*PROMPT*
For this exercise, return the line containing "if let Err(e)" and every line after it through the end of the records below, without alteration.

*DATA*
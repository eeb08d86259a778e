use serde::Deserialize;
use std::fs;
use std::path::{Path, PathBuf};

use crate::bpffs::DEFAULT_PIN_PATH;
use crate::netns::DEFAULT_NETNS_DIR;

/// Application configuration, loadable from CLI or YAML file.
#[derive(Debug, Clone, Deserialize)]
pub struct Config {
    /// Compiled redirect classifier object.
    #[serde(default = "default_bpf_object")]
    pub bpf_object: PathBuf,

    /// Directory on the bpf filesystem where maps are pinned.
    #[serde(default = "default_pin_path")]
    pub pin_path: PathBuf,

    /// Directory of named network namespace mounts.
    #[serde(default = "default_netns_dir")]
    pub netns_dir: PathBuf,

    /// API server port.
    #[serde(default = "default_port")]
    pub port: u16,

    /// Quiet mode (suppress non-error logs).
    #[serde(default)]
    pub quiet: bool,

    /// Initial classifier log level: none, info or debug.
    #[serde(default)]
    pub ebpf_log_level: Option<String>,

    /// The node's own addresses, at most one per family.
    #[serde(default)]
    pub host_ips: Vec<String>,

    /// List of CIDRs allowed to access the API (empty = allow all).
    #[serde(default)]
    pub allowed_ips: Vec<String>,
}

fn default_bpf_object() -> PathBuf {
    PathBuf::from("/usr/lib/ztunnel-redirect/ambient_redirect.bpf.o")
}

fn default_pin_path() -> PathBuf {
    PathBuf::from(DEFAULT_PIN_PATH)
}

fn default_netns_dir() -> PathBuf {
    PathBuf::from(DEFAULT_NETNS_DIR)
}

fn default_port() -> u16 {
    15050
}

impl Default for Config {
    fn default() -> Self {
        Self {
            bpf_object: default_bpf_object(),
            pin_path: default_pin_path(),
            netns_dir: default_netns_dir(),
            port: default_port(),
            quiet: false,
            ebpf_log_level: None,
            host_ips: Vec::new(),
            allowed_ips: Vec::new(),
        }
    }
}

impl Config {
    pub fn from_file(path: &Path) -> anyhow::Result<Self> {
        let content = fs::read_to_string(path)?;
        let config: Config = serde_yaml::from_str(&content)?;
        Ok(config)
    }

    /// Merge CLI args into config (CLI takes precedence).
    pub fn merge_cli(&mut self, cli: &CliArgs) {
        if let Some(ref object) = cli.bpf_object {
            self.bpf_object = object.clone();
        }
        if let Some(ref pin_path) = cli.pin_path {
            self.pin_path = pin_path.clone();
        }
        if let Some(ref netns_dir) = cli.netns_dir {
            self.netns_dir = netns_dir.clone();
        }
        if cli.port != default_port() {
            self.port = cli.port;
        }
        if cli.quiet {
            self.quiet = true;
        }
        if cli.ebpf_log_level.is_some() {
            self.ebpf_log_level = cli.ebpf_log_level.clone();
        }
        if !cli.host_ips.is_empty() {
            self.host_ips = cli.host_ips.clone();
        }
        if !cli.allowed_ips.is_empty() {
            self.allowed_ips = cli.allowed_ips.clone();
        }
    }
}

use clap::Parser;

/// ztunnel-redirect: TC based traffic redirection for ambient mesh pods
#[derive(Parser, Debug, Clone)]
#[command(version, about, long_about = None)]
pub struct CliArgs {
    /// Path to the compiled redirect classifier object.
    #[arg(short, long)]
    pub bpf_object: Option<PathBuf>,

    /// Pin directory for the lookup tables (on a bpf filesystem).
    #[arg(long)]
    pub pin_path: Option<PathBuf>,

    /// Directory holding named network namespaces.
    #[arg(long)]
    pub netns_dir: Option<PathBuf>,

    /// Port to serve the API on.
    #[arg(short, long, default_value_t = 15050)]
    pub port: u16,

    /// Path to YAML config file.
    #[arg(short, long)]
    pub config: Option<String>,

    /// Quiet mode (suppress non-error logs).
    #[arg(short = 'q', long)]
    pub quiet: bool,

    /// Classifier log level written at startup (none, info, debug).
    #[arg(long)]
    pub ebpf_log_level: Option<String>,

    /// Host addresses to publish to the classifier. Repeat for IPv4 and IPv6.
    #[arg(long)]
    pub host_ips: Vec<String>,

    /// IP CIDRs allowed to access the API (e.g., 10.0.0.0/8). Repeat for multiple.
    #[arg(long)]
    pub allowed_ips: Vec<String>,

    /// Add a single pod from a JSON redirect request file and exit.
    #[arg(long, value_name = "FILE")]
    pub add_pod: Option<PathBuf>,
}
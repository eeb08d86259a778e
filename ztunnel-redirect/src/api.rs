use crate::error::RedirectError;
use crate::redirect::RedirectArgs;
use crate::server::{Command, RedirectHandle, Reply, WorkerMetrics};
use crate::tables::{LogLevel, WorkloadEntry};
use axum::{
    extract::{ConnectInfo, Query, State},
    http::StatusCode,
    middleware,
    response::{IntoResponse, Response},
    routing::{get, post, put},
    Json, Router,
};
use ipnet::IpNet;
use prometheus_client::encoding::text::encode;
use prometheus_client::registry::Registry;
use serde::{Deserialize, Serialize};
use std::net::SocketAddr;
use std::sync::Arc;
use std::time::Instant;
use tower_http::trace::TraceLayer;
use ztunnel_redirect_common::WorkloadInfo;

pub struct AppState {
    pub redirect: RedirectHandle,
    pub worker: WorkerMetrics,
    pub start_time: Instant,
}

// ── Prometheus Metrics ────────────────────────────────────────────────────────

struct Metrics {
    registry: Registry,
}

impl Metrics {
    fn new(worker: &WorkerMetrics) -> Self {
        let mut registry = Registry::default();
        registry.register(
            "ztunnel_redirect_requests",
            "Requests processed by the redirect worker",
            worker.processed.clone(),
        );
        registry.register(
            "ztunnel_redirect_request_failures",
            "Requests the redirect worker failed to apply",
            worker.failed.clone(),
        );
        Self { registry }
    }
}

// ── Request / Response Types ──────────────────────────────────────────────────

#[derive(Serialize)]
pub struct HealthResponse {
    status: String,
    uptime_seconds: u64,
    processed: u64,
    failed: u64,
}

#[derive(Deserialize)]
pub struct RedirectParams {
    #[serde(default)]
    wait: bool,
}

#[derive(Deserialize)]
pub struct LogLevelBody {
    level: String,
}

#[derive(Deserialize)]
pub struct HostIpsBody {
    ips: Vec<String>,
}

#[derive(Debug)]
pub struct ApiError(RedirectError);

impl From<RedirectError> for ApiError {
    fn from(e: RedirectError) -> Self {
        ApiError(e)
    }
}

impl ApiError {
    fn status(&self) -> StatusCode {
        match &self.0 {
            e if e.is_validation() => StatusCode::BAD_REQUEST,
            RedirectError::ServerStopped => StatusCode::SERVICE_UNAVAILABLE,
            _ => StatusCode::INTERNAL_SERVER_ERROR,
        }
    }
}

impl IntoResponse for ApiError {
    fn into_response(self) -> Response {
        let body = Json(serde_json::json!({ "error": self.0.to_string() }));
        (self.status(), body).into_response()
    }
}

// ── Router ────────────────────────────────────────────────────────────────────

pub fn router(state: Arc<AppState>, allowed_ips: &[String]) -> Router {
    let metrics = Arc::new(Metrics::new(&state.worker));

    let mut app = Router::new()
        .route("/api/health", get(get_health))
        .route("/api/redirect", post(post_redirect))
        .route("/api/log-level", put(put_log_level))
        .route("/api/host-ips", put(put_host_ips))
        .route("/api/workloads", get(get_workloads))
        .route("/api/ztunnel", get(get_ztunnel))
        .route("/metrics", get({
            let m = metrics.clone();
            move || get_metrics(m.clone())
        }));

    // Apply IP allowlist middleware if configured.
    if !allowed_ips.is_empty() {
        let nets: Arc<Vec<IpNet>> = Arc::new(
            allowed_ips
                .iter()
                .filter_map(|s| match s.parse::<IpNet>() {
                    Ok(net) => Some(net),
                    Err(e) => {
                        tracing::warn!("Ignoring allowed_ips entry {:?}: {}", s, e);
                        None
                    }
                })
                .collect(),
        );
        app = app.layer(middleware::from_fn(move |req, next| {
            let nets = nets.clone();
            ip_allowlist(req, next, nets)
        }));
    }

    app.layer(TraceLayer::new_for_http()).with_state(state)
}

// ── IP Allowlist Middleware ────────────────────────────────────────────────────

async fn ip_allowlist(
    req: axum::extract::Request,
    next: middleware::Next,
    allowed: Arc<Vec<IpNet>>,
) -> impl IntoResponse {
    if let Some(connect_info) = req.extensions().get::<ConnectInfo<SocketAddr>>() {
        let ip = connect_info.0.ip();
        if allowed.iter().any(|net| net.contains(&ip)) {
            return next.run(req).await.into_response();
        }
        return StatusCode::FORBIDDEN.into_response();
    }
    // If there is no ConnectInfo, allow (should not happen with into_make_service_with_connect_info).
    next.run(req).await.into_response()
}

// ── Handlers ──────────────────────────────────────────────────────────────────

async fn get_health(State(state): State<Arc<AppState>>) -> Json<HealthResponse> {
    Json(HealthResponse {
        status: "ok".to_string(),
        uptime_seconds: state.start_time.elapsed().as_secs(),
        processed: state.worker.processed.get(),
        failed: state.worker.failed.get(),
    })
}

/// Queues a redirect. With `?wait=true` the outcome is returned, otherwise
/// the request is only accepted.
async fn post_redirect(
    State(state): State<Arc<AppState>>,
    Query(params): Query<RedirectParams>,
    Json(args): Json<RedirectArgs>,
) -> Result<Response, ApiError> {
    if params.wait {
        state.redirect.call(Command::Redirect(args)).await?;
        return Ok(Json(serde_json::json!({ "status": "ok" })).into_response());
    }
    state.redirect.accept_request(args).await?;
    Ok(StatusCode::ACCEPTED.into_response())
}

async fn put_log_level(
    State(state): State<Arc<AppState>>,
    Json(body): Json<LogLevelBody>,
) -> Result<StatusCode, ApiError> {
    let level: LogLevel = body.level.parse()?;
    state.redirect.call(Command::SetLogLevel(level)).await?;
    Ok(StatusCode::NO_CONTENT)
}

async fn put_host_ips(
    State(state): State<Arc<AppState>>,
    Json(body): Json<HostIpsBody>,
) -> Result<StatusCode, ApiError> {
    state.redirect.call(Command::UpdateHostIps(body.ips)).await?;
    Ok(StatusCode::NO_CONTENT)
}

async fn get_workloads(State(state): State<Arc<AppState>>) -> Result<Json<Vec<WorkloadEntry>>, ApiError> {
    match state.redirect.call(Command::DumpWorkloads).await? {
        Reply::Workloads(entries) => Ok(Json(entries)),
        other => Err(unexpected(other)),
    }
}

async fn get_ztunnel(State(state): State<Arc<AppState>>) -> Result<Json<WorkloadInfo>, ApiError> {
    match state.redirect.call(Command::DumpZtunnel).await? {
        Reply::Ztunnel(info) => Ok(Json(info)),
        other => Err(unexpected(other)),
    }
}

fn unexpected(reply: Reply) -> ApiError {
    tracing::error!(?reply, "unexpected reply from redirect worker");
    ApiError(RedirectError::ServerStopped)
}

async fn get_metrics(metrics: Arc<Metrics>) -> impl IntoResponse {
    let mut buf = String::new();
    if let Err(e) = encode(&mut buf, &metrics.registry) {
        tracing::error!("Failed to encode metrics: {}", e);
        return StatusCode::INTERNAL_SERVER_ERROR.into_response();
    }
    (
        [(axum::http::header::CONTENT_TYPE, "text/plain; version=0.0.4")],
        buf,
    )
        .into_response()
}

*ANSWER SPACE*
    if let Err(e) = encode(&mut buf, &metrics.registry) {
        tracing::error!("Failed to encode metrics: {}", e);
        return StatusCode::INTERNAL_SERVER_ERROR.into_response();
    }
    (
        [(axum::http::header::CONTENT_TYPE, "text/plain; version=0.0.4")],
        buf,
    )
        .into_response()
}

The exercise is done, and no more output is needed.